Konz, we have a few right now but will always need more help in the near future. I will keep in touch with you about it. We are going to see how we do with what we have for the first month or so...I will let you know if we do though man


----------



## kingling (Apr 10, 2008)

cant wait to see the store open....it should do very well in that location


----------



## Gulf Coast Outfitters (Oct 8, 2007)

Man, I always miss the good stuff while I am deployed. 

Please oh please stock number 2 and 4 steel come duck season. I always end up running around town finding them.
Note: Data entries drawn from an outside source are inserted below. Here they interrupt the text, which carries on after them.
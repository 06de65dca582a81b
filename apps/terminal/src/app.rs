//! The interactive menu loop and its handlers.
//!
//! Every handler follows the same shape: prompt, call a repository or the
//! checkout service, print the outcome. Errors out of the core are shown as
//! friendly messages and never terminate the loop.

use std::sync::Arc;

use anyhow::Result;
use console::style;
use dialoguer::{Input, Select};
use tracing::warn;

use sales_core::repository::{CustomerRepository, ProductRepository, SaleRepository};
use sales_core::validation::validate_search_term;
use sales_core::{Cart, CheckoutService, CoreError, Customer, Money, Product};
use sales_db::Database;

pub struct App {
    db: Database,
    cart: Cart,
    checkout: CheckoutService,
}

impl App {
    pub fn new(db: Database) -> Self {
        let checkout = CheckoutService::new(Arc::new(db.products()), Arc::new(db.sales()));
        App {
            db,
            cart: Cart::new(),
            checkout,
        }
    }

    /// Runs the main menu loop until the operator exits.
    pub async fn run(&mut self) -> Result<()> {
        println!("{}", style("======================================").cyan());
        println!("{}", style("  Smart Sales - Point of Sale").cyan().bold());
        println!("{}", style("======================================").cyan());

        loop {
            println!();
            let choice = Select::new()
                .with_prompt("Main menu")
                .items(&[
                    "Search products",
                    "Display inventory",
                    "Add product to cart",
                    "View cart",
                    "Checkout",
                    "Restock product",
                    "Customer management",
                    "Reports",
                    "Exit",
                ])
                .default(0)
                .interact()?;

            match choice {
                0 => self.search_products().await?,
                1 => self.display_inventory().await?,
                2 => self.add_to_cart().await?,
                3 => self.view_cart(),
                4 => self.handle_checkout().await?,
                5 => self.restock_product().await?,
                6 => self.customer_menu().await?,
                7 => self.reports_menu().await?,
                _ => {
                    println!("Goodbye.");
                    return Ok(());
                }
            }
        }
    }

    // -------------------------------------------------------------------------
    // Catalog
    // -------------------------------------------------------------------------

    async fn search_products(&self) -> Result<()> {
        let term: String = Input::new()
            .with_prompt("Search term")
            .interact_text()?;

        let term = match validate_search_term(&term) {
            Ok(term) => term,
            Err(e) => {
                println!("{}", style(e).red());
                return Ok(());
            }
        };

        let results = self.db.products().search(&term).await?;
        if results.is_empty() {
            println!("No products found.");
        } else {
            print_product_table(&results);
        }
        Ok(())
    }

    async fn display_inventory(&self) -> Result<()> {
        let products = self.db.products().find_all().await?;
        if products.is_empty() {
            println!("The catalog is empty. Run the seed binary to add products.");
        } else {
            print_product_table(&products);
        }
        Ok(())
    }

    async fn restock_product(&self) -> Result<()> {
        self.display_inventory().await?;

        let id: i64 = Input::new().with_prompt("Product id").interact_text()?;
        let new_quantity: i64 = Input::new()
            .with_prompt("New stock quantity")
            .interact_text()?;

        match self.db.products().update_quantity(id, new_quantity).await {
            Ok(()) => println!("Stock updated."),
            Err(e) => println!("{}", style(format!("Update failed: {e}")).red()),
        }
        Ok(())
    }

    // -------------------------------------------------------------------------
    // Cart
    // -------------------------------------------------------------------------

    async fn add_to_cart(&mut self) -> Result<()> {
        self.display_inventory().await?;

        let id: i64 = Input::new().with_prompt("Product id").interact_text()?;

        let Some(product) = self.db.products().find_by_id(id).await? else {
            println!("Product not found.");
            return Ok(());
        };

        let quantity: i64 = Input::new().with_prompt("Quantity").interact_text()?;

        // An early courtesy check against current stock; checkout re-validates
        // against fresh data anyway.
        if quantity > 0 && !product.can_fill(quantity) {
            println!("Invalid quantity.");
            println!("Available: {}", product.quantity_in_stock);
            return Ok(());
        }

        match self.cart.add_item(&product, quantity) {
            Ok(()) => println!("Item added."),
            Err(e) => println!("{}", style(e).red()),
        }
        Ok(())
    }

    fn view_cart(&self) {
        if self.cart.is_empty() {
            println!("Cart empty.");
            return;
        }

        for item in self.cart.items() {
            println!(
                "{} x{} = {}",
                item.name,
                item.quantity,
                item.line_total()
            );
        }
        println!("Total: {}", style(self.cart.total()).green().bold());
    }

    // -------------------------------------------------------------------------
    // Checkout
    // -------------------------------------------------------------------------

    async fn handle_checkout(&mut self) -> Result<()> {
        if self.cart.is_empty() {
            println!("Cart empty.");
            return Ok(());
        }

        let Some(customer) = self.select_or_create_customer().await? else {
            println!("Checkout cancelled.");
            return Ok(());
        };

        match self.checkout.checkout(&mut self.cart, &customer).await {
            Ok(sale) => {
                println!("{}", style("Checkout complete.").green().bold());
                println!("Sale id: {}", sale.id);
                for line in &sale.lines {
                    println!(
                        "  {} x{} @ {} = {}",
                        line.product_name,
                        line.quantity,
                        line.unit_price(),
                        line.line_total()
                    );
                }
                println!("Sale total: {}", style(sale.total()).green());
            }
            Err(CoreError::InsufficientStock {
                name,
                requested,
                available,
                ..
            }) => {
                println!("{}", style("Checkout failed. Not enough stock for:").red());
                println!("  {name}");
                println!("  Requested: {requested}  Available: {available}");
                println!("The cart was kept; adjust it and try again.");
            }
            Err(CoreError::ProductMissing { product_id }) => {
                println!(
                    "{}",
                    style(format!("Checkout failed. Product missing: {product_id}")).red()
                );
                println!("The cart was kept; remove the item by clearing the cart.");
            }
            Err(e) => {
                warn!(error = %e, "checkout failed");
                println!("{}", style(format!("Checkout failed: {e}")).red());
                println!("The cart was kept; you can retry.");
            }
        }
        Ok(())
    }

    async fn select_or_create_customer(&self) -> Result<Option<Customer>> {
        let choice = Select::new()
            .with_prompt("Customer")
            .items(&["Existing customer", "Create new", "Cancel"])
            .default(0)
            .interact()?;

        match choice {
            0 => {
                let customers = self.db.customers().find_all().await?;
                if customers.is_empty() {
                    println!("No customers available. Create one first.");
                    return Ok(None);
                }
                for c in &customers {
                    println!("  [{}] {} <{}>", c.id, c.name, c.email);
                }
                let id: i64 = Input::new().with_prompt("Customer id").interact_text()?;
                Ok(self.db.customers().find_by_id(id).await?)
            }
            1 => {
                let name: String = Input::new().with_prompt("Name").interact_text()?;
                let email: String = Input::new().with_prompt("Email").interact_text()?;

                match self.db.customers().create_or_get_by_email(&name, &email).await {
                    Ok(customer) => Ok(Some(customer)),
                    Err(e) => {
                        println!("{}", style(format!("Could not save customer: {e}")).red());
                        Ok(None)
                    }
                }
            }
            _ => Ok(None),
        }
    }

    // -------------------------------------------------------------------------
    // Customers
    // -------------------------------------------------------------------------

    async fn customer_menu(&self) -> Result<()> {
        let choice = Select::new()
            .with_prompt("Customer management")
            .items(&["Create customer", "Find by email", "List all", "Back"])
            .default(0)
            .interact()?;

        match choice {
            0 => {
                let name: String = Input::new().with_prompt("Name").interact_text()?;
                let email: String = Input::new().with_prompt("Email").interact_text()?;

                match self.db.customers().create_or_get_by_email(&name, &email).await {
                    Ok(c) => println!("Customer saved with id: {}", c.id),
                    Err(e) => println!("{}", style(format!("Could not save customer: {e}")).red()),
                }
            }
            1 => {
                let email: String = Input::new().with_prompt("Email").interact_text()?;
                match self.db.customers().find_by_email(&email).await? {
                    Some(c) => println!("[{}] {} <{}>", c.id, c.name, c.email),
                    None => println!("Not found."),
                }
            }
            2 => {
                let customers = self.db.customers().find_all().await?;
                if customers.is_empty() {
                    println!("No customers found.");
                }
                for c in &customers {
                    println!("[{}] {} <{}>", c.id, c.name, c.email);
                }
            }
            _ => {}
        }
        Ok(())
    }

    // -------------------------------------------------------------------------
    // Reports
    // -------------------------------------------------------------------------

    async fn reports_menu(&self) -> Result<()> {
        let choice = Select::new()
            .with_prompt("Reports")
            .items(&[
                "Inventory report",
                "Low stock report",
                "Recent sales report",
                "Back",
            ])
            .default(0)
            .interact()?;

        match choice {
            0 => self.inventory_report().await?,
            1 => self.low_stock_report().await?,
            2 => self.recent_sales_report().await?,
            _ => {}
        }
        Ok(())
    }

    async fn inventory_report(&self) -> Result<()> {
        println!("{}", style("INVENTORY REPORT").bold());
        println!("--------------------------------------");

        let products = self.db.products().find_all().await?;
        if products.is_empty() {
            println!("No products found in inventory.");
            return Ok(());
        }

        let total_units: i64 = products.iter().map(|p| p.quantity_in_stock).sum();
        print_product_table(&products);

        println!("--------------------------------------");
        println!("Total SKUs: {}", products.len());
        println!("Total units in stock: {}", total_units);
        Ok(())
    }

    async fn low_stock_report(&self) -> Result<()> {
        let threshold: i64 = Input::new()
            .with_prompt("Low stock threshold")
            .interact_text()?;
        if threshold < 0 {
            println!("Threshold must be 0 or greater.");
            return Ok(());
        }

        println!("{}", style("LOW STOCK REPORT").bold());
        println!("Threshold: {}", threshold);
        println!("--------------------------------------");

        let products = self.db.products().find_all().await?;
        let low: Vec<&Product> = products
            .iter()
            .filter(|p| p.quantity_in_stock <= threshold)
            .collect();

        if low.is_empty() {
            println!("No low stock items found.");
        }
        for p in low {
            println!(
                "[{}] {} ({}) - {} in stock",
                p.id, p.name, p.manufacturer, p.quantity_in_stock
            );
        }
        Ok(())
    }

    async fn recent_sales_report(&self) -> Result<()> {
        let limit: i64 = Input::new()
            .with_prompt("How many recent sales")
            .interact_text()?;
        if limit <= 0 {
            println!("Enter a number greater than 0.");
            return Ok(());
        }

        println!("{}", style("RECENT SALES REPORT").bold());
        println!("--------------------------------------");

        let summaries = self.db.sales().recent_summaries(limit as u32).await?;
        if summaries.is_empty() {
            println!("No sales found.");
            return Ok(());
        }

        let mut grand_total = Money::zero();
        for s in &summaries {
            println!(
                "Sale[id={}, at={}, customer={} <{}>, total={}]",
                s.sale_id,
                s.created_at.format("%Y-%m-%d %H:%M:%S"),
                s.customer_name,
                s.customer_email,
                s.total()
            );
            grand_total += s.total();
        }

        println!("--------------------------------------");
        println!("Sales count: {}", summaries.len());
        println!("Grand total: {}", style(grand_total).green().bold());
        Ok(())
    }
}

/// Prints products in the fixed-width layout used across the menus.
fn print_product_table(products: &[Product]) {
    for p in products {
        println!(
            "[{:>3}] {:<32} {:<20} {:>10}  stock: {}",
            p.id,
            p.name,
            p.manufacturer,
            p.price().to_string(),
            p.quantity_in_stock
        );
    }
}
I have some stuffed ducks and deer if you need some ornaments for your store, wife has let me put up a few in the house but I cant put up the whole flock. They need a place to fly around if you would like to borrow them.


----------



## Brant Peacher (Oct 4, 2007)

> *weatherman (4/4/2010)*Man, I always miss the good stuff while I am deployed.
> 
> Please oh please stock number 2 and 4 steel come duck season. I always end up running around town finding them.
> 
> I have some stuffed ducks and deer if you need some ornaments for your store, wife has let me put up a few in the house but I cant put up the whole flock. They need a place to fly around if you would like to borrow them.
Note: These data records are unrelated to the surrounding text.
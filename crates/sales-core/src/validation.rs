//! # Validation Module
//!
//! Input validation utilities for Smart Sales.
//!
//! ## Validation Strategy
//! ```text
//! ┌─────────────────────────────────────────────────────────────────────────┐
//! │                      Validation Layers                                  │
//! │                                                                         │
//! │  Layer 1: Terminal prompts                                              │
//! │  ├── Basic format checks (numeric input, non-empty)                     │
//! │  └── Immediate operator feedback                                        │
//! │           │                                                             │
//! │           ▼                                                             │
//! │  Layer 2: THIS MODULE - business rule validation                        │
//! │           │                                                             │
//! │           ▼                                                             │
//! │  Layer 3: Database (SQLite)                                             │
//! │  ├── NOT NULL / CHECK constraints                                       │
//! │  ├── UNIQUE constraint on customer email                                │
//! │  └── Foreign key constraints                                            │
//! └─────────────────────────────────────────────────────────────────────────┘
//! ```

use crate::error::ValidationError;

/// Result type for validation operations.
pub type ValidationResult<T> = Result<T, ValidationError>;

// =============================================================================
// Numeric Validators
// =============================================================================

/// Validates a quantity value.
///
/// ## Rules
/// - Must be positive (> 0)
///
/// ## Example
/// ```rust
/// use sales_core::validation::validate_quantity;
///
/// assert!(validate_quantity(5).is_ok());
/// assert!(validate_quantity(0).is_err());
/// assert!(validate_quantity(-1).is_err());
/// ```
pub fn validate_quantity(qty: i64) -> ValidationResult<()> {
    if qty <= 0 {
        return Err(ValidationError::MustBePositive {
            field: "quantity".to_string(),
        });
    }

    Ok(())
}

/// Validates a price in cents.
///
/// ## Rules
/// - Must be non-negative (>= 0)
/// - Zero is allowed (free items)
pub fn validate_price_cents(cents: i64) -> ValidationResult<()> {
    if cents < 0 {
        return Err(ValidationError::OutOfRange {
            field: "price".to_string(),
            min: 0,
            max: i64::MAX,
        });
    }

    Ok(())
}

// =============================================================================
// String Validators
// =============================================================================

/// Validates a product name.
///
/// ## Rules
/// - Must not be empty
/// - Must be at most 200 characters
pub fn validate_product_name(name: &str) -> ValidationResult<()> {
    let name = name.trim();

    if name.is_empty() {
        return Err(ValidationError::Required {
            field: "name".to_string(),
        });
    }

    if name.len() > 200 {
        return Err(ValidationError::TooLong {
            field: "name".to_string(),
            max: 200,
        });
    }

    Ok(())
}

/// Validates a customer name.
pub fn validate_customer_name(name: &str) -> ValidationResult<()> {
    let name = name.trim();

    if name.is_empty() {
        return Err(ValidationError::Required {
            field: "name".to_string(),
        });
    }

    if name.len() > 100 {
        return Err(ValidationError::TooLong {
            field: "name".to_string(),
            max: 100,
        });
    }

    Ok(())
}

/// Validates a customer email.
///
/// The store enforces case-insensitive uniqueness; this only checks shape.
pub fn validate_email(email: &str) -> ValidationResult<()> {
    let email = email.trim();

    if email.is_empty() {
        return Err(ValidationError::Required {
            field: "email".to_string(),
        });
    }

    if email.len() > 254 {
        return Err(ValidationError::TooLong {
            field: "email".to_string(),
            max: 254,
        });
    }

    if !email.contains('@') {
        return Err(ValidationError::InvalidFormat {
            field: "email".to_string(),
            reason: "must contain '@'".to_string(),
        });
    }

    Ok(())
}

/// Validates a catalog search term.
///
/// ## Returns
/// The trimmed term.
pub fn validate_search_term(term: &str) -> ValidationResult<String> {
    let term = term.trim();

    if term.is_empty() {
        return Err(ValidationError::Required {
            field: "search term".to_string(),
        });
    }

    if term.len() > 100 {
        return Err(ValidationError::TooLong {
            field: "search term".to_string(),
            max: 100,
        });
    }

    Ok(term.to_string())
}

// =============================================================================
// Unit Tests
// =============================================================================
Cool we would love to borrow a few mounts...We have quite a few coming from Kevin Glover in Milton but could always use a few more. We will definitley have your steel when the time comes!


----------



## Gulf Coast Outfitters (Oct 8, 2007)

Sent you a PM.


----------



## snapperslayer (Mar 8, 2010)

i was told you cant buy or sell firearms south of I-10 by the guy in the sporting good dept. of walmart but bass pro in destin is def. south of I-10 so i dunno...


----------



## Brant Peacher (Oct 4, 2007)

> *snapperslayer (4/6/2010)*i was told you cant buy or sell firearms south of I-10 by the guy in the sporting good dept. of walmart but bass pro in destin is def. south of I-10 so i dunno...


Thats probably why he is workingin the sporting goods department at walmart

We are not going to open the doors with guns...we have a full line of everything else though


----------



## 69Viking (Oct 30, 2008)

> *snapperslayer (4/6/2010)*i was told you cant buy or sell firearms south of I-10 by the guy in the sporting good dept. of walmart but bass pro in destin is def. south of I-10 so i dunno...


There are all kinds of places in particlar Pawn Shops that sell firearms South of I-10 to include the Walmart in Fort Walton Beach, that's funny!


----------



## Brant Peacher (Oct 4, 2007)

Guys, our Grand Opening is official! It will be Saturday May 15th. We have a full line of Boo Weekley Clothing and Mossy Oak apparel. Come out and Meet Boo Weekley and Cuz Strickland from 11:00am to 3:00pm. They will be out signing autographs and hanging out with everyone. We will also be doing a fishing fry sponsored by Nichols Seafood from Milton. 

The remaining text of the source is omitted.